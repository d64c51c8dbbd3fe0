//! Entry points for the per-host module runner.
//!
//! [`check`] decides whether reconciliation applies to a host; [`run`]
//! produces the reconciled layout text without writing it.
use anyhow::{Context as _, Result};
use std::path::Path;

use super::reconciler::{self, ReconcilePlan};
use super::{parser, serializer};
use crate::config::SiteConfig;

/// Result of reconciling a layout file in memory.
#[derive(Debug, Clone)]
pub struct ReconcileOutcome {
    /// File content before reconciliation, `None` when the file is missing.
    pub previous: Option<String>,
    /// Reconciled file content.
    pub rendered: String,
    /// Changes that were applied to the document.
    pub plan: ReconcilePlan,
}

impl ReconcileOutcome {
    /// Whether the rendered text differs from the file on disk.
    #[must_use]
    pub fn changed(&self) -> bool {
        self.previous.as_deref() != Some(self.rendered.as_str())
    }

    /// Unified diff from the previous to the rendered content, empty when
    /// nothing changed.
    #[must_use]
    pub fn diff(&self, path: &Path) -> String {
        if !self.changed() {
            return String::new();
        }
        similar::TextDiff::from_lines(self.previous.as_deref().unwrap_or_default(), &self.rendered)
            .unified_diff()
            .header(
                &format!("a/{}", path.display()),
                &format!("b/{}", path.display()),
            )
            .to_string()
    }
}

/// Whether `host` takes part in layout reconciliation.
///
/// A host declared in the site configuration qualifies even with an empty
/// service list, so that its stale services get disabled.
#[must_use]
pub fn check(site: &SiteConfig, host: &str) -> bool {
    site.declares(host)
}

/// Reconcile the layout file at `path` with the services `site` wants on
/// `host`.
///
/// # Errors
///
/// Returns an error if the site entry for `host` is invalid, the layout
/// file cannot be read or parsed, or a wanted service cannot be placed.
pub fn run(site: &SiteConfig, host: &str, path: &Path) -> Result<ReconcileOutcome> {
    let wanted = site
        .wanted_services(host)
        .with_context(|| format!("reading wanted services for {host}"))?;

    let (previous, mut doc) = parser::read_file(path)?;

    let plan = reconciler::reconcile(&wanted, &mut doc)
        .with_context(|| format!("reconciling {}", path.display()))?;

    Ok(ReconcileOutcome {
        previous,
        rendered: serializer::to_string(&doc),
        plan,
    })
}

#[cfg(test)]
#[allow(clippy::expect_used, clippy::unwrap_used, clippy::indexing_slicing)]
mod tests {
    use super::*;
    use crate::error::ReconcileError;

    fn site(toml: &str) -> SiteConfig {
        SiteConfig::from_toml_str(toml).expect("test site should parse")
    }

    #[test]
    fn check_requires_declared_host() {
        let site = site("[hosts.h1]\nservices = []\n");
        assert!(check(&site, "h1"));
        assert!(!check(&site, "h2"));
    }

    #[test]
    fn run_on_missing_file_creates_layout() {
        let dir = tempfile::tempdir().unwrap();
        let path = dir.path().join("layout.conf");
        let site = site("[hosts.h1]\nservices = [{ type = \"admin\" }]\n");

        let outcome = run(&site, "h1", &path).unwrap();

        assert!(outcome.previous.is_none());
        assert!(outcome.changed());
        assert_eq!(
            outcome.rendered,
            "[dCacheDomain]\n\n[dCacheDomain/admin]\nhost=h1\ntype=admin\n\n"
        );
        assert!(!path.exists(), "run must not write the file");
    }

    #[test]
    fn unchanged_layout_has_empty_diff() {
        let dir = tempfile::tempdir().unwrap();
        let path = dir.path().join("layout.conf");
        std::fs::write(&path, "[info]\n[info/info]\nhost=h1\n").unwrap();
        let site = site("[hosts.h1]\nservices = [{ type = \"info\" }]\n");

        let outcome = run(&site, "h1", &path).unwrap();

        assert!(!outcome.changed());
        assert!(outcome.plan.is_empty());
        assert_eq!(outcome.diff(&path), "");
    }

    #[test]
    fn diff_shows_disabled_lines() {
        let dir = tempfile::tempdir().unwrap();
        let path = dir.path().join("layout.conf");
        std::fs::write(&path, "[info]\n[info/info]\nhost=h1\n").unwrap();
        let site = site("[hosts.h1]\nservices = []\n");

        let diff = run(&site, "h1", &path).unwrap().diff(&path);

        assert!(diff.contains("-host=h1"), "{diff}");
        assert!(diff.contains("+# host=h1"), "{diff}");
    }

    #[test]
    fn unresolvable_service_is_reported_with_path() {
        let dir = tempfile::tempdir().unwrap();
        let path = dir.path().join("layout.conf");
        let site = site("[hosts.h1]\nservices = [{ type = \"unknown-type\" }]\n");

        let err = run(&site, "h1", &path).unwrap_err();

        assert!(format!("{err:#}").contains("layout.conf"));
        assert!(
            err.chain()
                .any(|cause| cause.downcast_ref::<ReconcileError>().is_some()),
            "expected a ReconcileError in {err:#}"
        );
    }

    #[test]
    fn malformed_layout_is_reported_with_path() {
        let dir = tempfile::tempdir().unwrap();
        let path = dir.path().join("layout.conf");
        std::fs::write(&path, "[]\n").unwrap();
        let site = site("[hosts.h1]\nservices = []\n");

        let err = run(&site, "h1", &path).unwrap_err();
        assert!(format!("{err:#}").contains("parsing"));
    }

    #[test]
    fn crlf_layout_stays_crlf() {
        let dir = tempfile::tempdir().unwrap();
        let path = dir.path().join("layout.conf");
        std::fs::write(&path, "[info]\r\n[info/info]\r\nhost=h1\r\n").unwrap();
        let site = site("[hosts.h1]\nservices = [{ type = \"info\" }, { type = \"admin\" }]\n");

        let outcome = run(&site, "h1", &path).unwrap();

        assert_eq!(
            outcome.rendered,
            "[info]\r\n[info/info]\r\nhost=h1\r\n\
             [dCacheDomain]\r\n\r\n[dCacheDomain/admin]\r\nhost=h1\r\ntype=admin\r\n\r\n"
        );
        assert!(!outcome.rendered.replace("\r\n", "").contains('\n'));
    }

    #[test]
    fn unchanged_crlf_layout_is_up_to_date() {
        let dir = tempfile::tempdir().unwrap();
        let path = dir.path().join("layout.conf");
        std::fs::write(&path, "[info]\r\n[info/info]\r\nhost=h1\r\n").unwrap();
        let site = site("[hosts.h1]\nservices = [{ type = \"info\" }]\n");

        let outcome = run(&site, "h1", &path).unwrap();

        assert!(!outcome.changed(), "{:?}", outcome.rendered);
        assert_eq!(outcome.diff(&path), "");
    }
}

-----

* Task instructions
Please restate the records in full, word for word.

* Reply
repository d64c51c8dbbd3fe0
//! Entry points for the per-host module runner.
//!
//! [`check`] decides whether reconciliation applies to a host; [`run`]
//! produces the reconciled layout text without writing it.
use anyhow::{Context as _, Result};
use std::path::Path;

use super::reconciler::{self, ReconcilePlan};
use super::{parser, serializer};
use crate::config::SiteConfig;

/// Result of reconciling a layout file in memory.
#[derive(Debug, Clone)]
pub struct ReconcileOutcome {
    /// File content before reconciliation, `None` when the file is missing.
    pub previous: Option<String>,
    /// Reconciled file content.
    pub rendered: String,
    /// Changes that were applied to the document.
    pub plan: ReconcilePlan,
}

impl ReconcileOutcome {
    /// Whether the rendered text differs from the file on disk.
    #[must_use]
    pub fn changed(&self) -> bool {
        self.previous.as_deref() != Some(self.rendered.as_str())
    }

    /// Unified diff from the previous to the rendered content, empty when
    /// nothing changed.
    #[must_use]
    pub fn diff(&self, path: &Path) -> String {
        if !self.changed() {
            return String::new();
        }
        similar::TextDiff::from_lines(self.previous.as_deref().unwrap_or_default(), &self.rendered)
            .unified_diff()
            .header(
                &format!("a/{}", path.display()),
                &format!("b/{}", path.display()),
            )
            .to_string()
    }
}

/// Whether `host` takes part in layout reconciliation.
///
/// A host declared in the site configuration qualifies even with an empty
/// service list, so that its stale services get disabled.
#[must_use]
pub fn check(site: &SiteConfig, host: &str) -> bool {
    site.declares(host)
}

/// Reconcile the layout file at `path` with the services `site` wants on
/// `host`.
///
/// # Errors
///
/// Returns an error if the site entry for `host` is invalid, the layout
/// file cannot be read or parsed, or a wanted service cannot be placed.
pub fn run(site: &SiteConfig, host: &str, path: &Path) -> Result<ReconcileOutcome> {
    let wanted = site
        .wanted_services(host)
        .with_context(|| format!("reading wanted services for {host}"))?;

    let (previous, mut doc) = parser::read_file(path)?;

    let plan = reconciler::reconcile(&wanted, &mut doc)
        .with_context(|| format!("reconciling {}", path.display()))?;

    Ok(ReconcileOutcome {
        previous,
        rendered: serializer::to_string(&doc),
        plan,
    })
}

#[cfg(test)]
#[allow(clippy::expect_used, clippy::unwrap_used, clippy::indexing_slicing)]
mod tests {
    use super::*;
    use crate::error::ReconcileError;

    fn site(toml: &str) -> SiteConfig {
        SiteConfig::from_toml_str(toml).expect("test site should parse")
    }

    #[test]
    fn check_requires_declared_host() {
        let site = site("[hosts.h1]\nservices = []\n");
        assert!(check(&site, "h1"));
        assert!(!check(&site, "h2"));
    }

    #[test]
    fn run_on_missing_file_creates_layout() {
        let dir = tempfile::tempdir().unwrap();
        let path = dir.path().join("layout.conf");
        let site = site("[hosts.h1]\nservices = [{ type = \"admin\" }]\n");

        let outcome = run(&site, "h1", &path).unwrap();

        assert!(outcome.previous.is_none());
        assert!(outcome.changed());
        assert_eq!(
            outcome.rendered,
            "[dCacheDomain]\n\n[dCacheDomain/admin]\nhost=h1\ntype=admin\n\n"
        );
        assert!(!path.exists(), "run must not write the file");
    }

    #[test]
    fn unchanged_layout_has_empty_diff() {
        let dir = tempfile::tempdir().unwrap();
        let path = dir.path().join("layout.conf");
        std::fs::write(&path, "[info]\n[info/info]\nhost=h1\n").unwrap();
        let site = site("[hosts.h1]\nservices = [{ type = \"info\" }]\n");

        let outcome = run(&site, "h1", &path).unwrap();

        assert!(!outcome.changed());
        assert!(outcome.plan.is_empty());
        assert_eq!(outcome.diff(&path), "");
    }

    #[test]
    fn diff_shows_disabled_lines() {
        let dir = tempfile::tempdir().unwrap();
        let path = dir.path().join("layout.conf");
        std::fs::write(&path, "[info]\n[info/info]\nhost=h1\n").unwrap();
        let site = site("[hosts.h1]\nservices = []\n");

        let diff = run(&site, "h1", &path).unwrap().diff(&path);

        assert!(diff.contains("-host=h1"), "{diff}");
        assert!(diff.contains("+# host=h1"), "{diff}");
    }

    #[test]
    fn unresolvable_service_is_reported_with_path() {
        let dir = tempfile::tempdir().unwrap();
        let path = dir.path().join("layout.conf");
        let site = site("[hosts.h1]\nservices = [{ type = \"unknown-type\" }]\n");

        let err = run(&site, "h1", &path).unwrap_err();

        assert!(format!("{err:#}").contains("layout.conf"));
        assert!(
            err.chain()
                .any(|cause| cause.downcast_ref::<ReconcileError>().is_some()),
            "expected a ReconcileError in {err:#}"
        );
    }

    #[test]
    fn malformed_layout_is_reported_with_path() {
        let dir = tempfile::tempdir().unwrap();
        let path = dir.path().join("layout.conf");
        std::fs::write(&path, "[]\n").unwrap();
        let site = site("[hosts.h1]\nservices = []\n");

        let err = run(&site, "h1", &path).unwrap_err();
        assert!(format!("{err:#}").contains("parsing"));
    }

    #[test]
    fn crlf_layout_stays_crlf() {
        let dir = tempfile::tempdir().unwrap();
        let path = dir.path().join("layout.conf");
        std::fs::write(&path, "[info]\r\n[info/info]\r\nhost=h1\r\n").unwrap();
        let site = site("[hosts.h1]\nservices = [{ type = \"info\" }, { type = \"admin\" }]\n");

        let outcome = run(&site, "h1", &path).unwrap();

        assert_eq!(
            outcome.rendered,
            "[info]\r\n[info/info]\r\nhost=h1\r\n\
             [dCacheDomain]\r\n\r\n[dCacheDomain/admin]\r\nhost=h1\r\ntype=admin\r\n\r\n"
        );
        assert!(!outcome.rendered.replace("\r\n", "").contains('\n'));
    }

    #[test]
    fn unchanged_crlf_layout_is_up_to_date() {
        let dir = tempfile::tempdir().unwrap();
        let path = dir.path().join("layout.conf");
        std::fs::write(&path, "[info]\r\n[info/info]\r\nhost=h1\r\n").unwrap();
        let site = site("[hosts.h1]\nservices = [{ type = \"info\" }]\n");

        let outcome = run(&site, "h1", &path).unwrap();

        assert!(!outcome.changed(), "{:?}", outcome.rendered);
        assert_eq!(outcome.diff(&path), "");
    }
}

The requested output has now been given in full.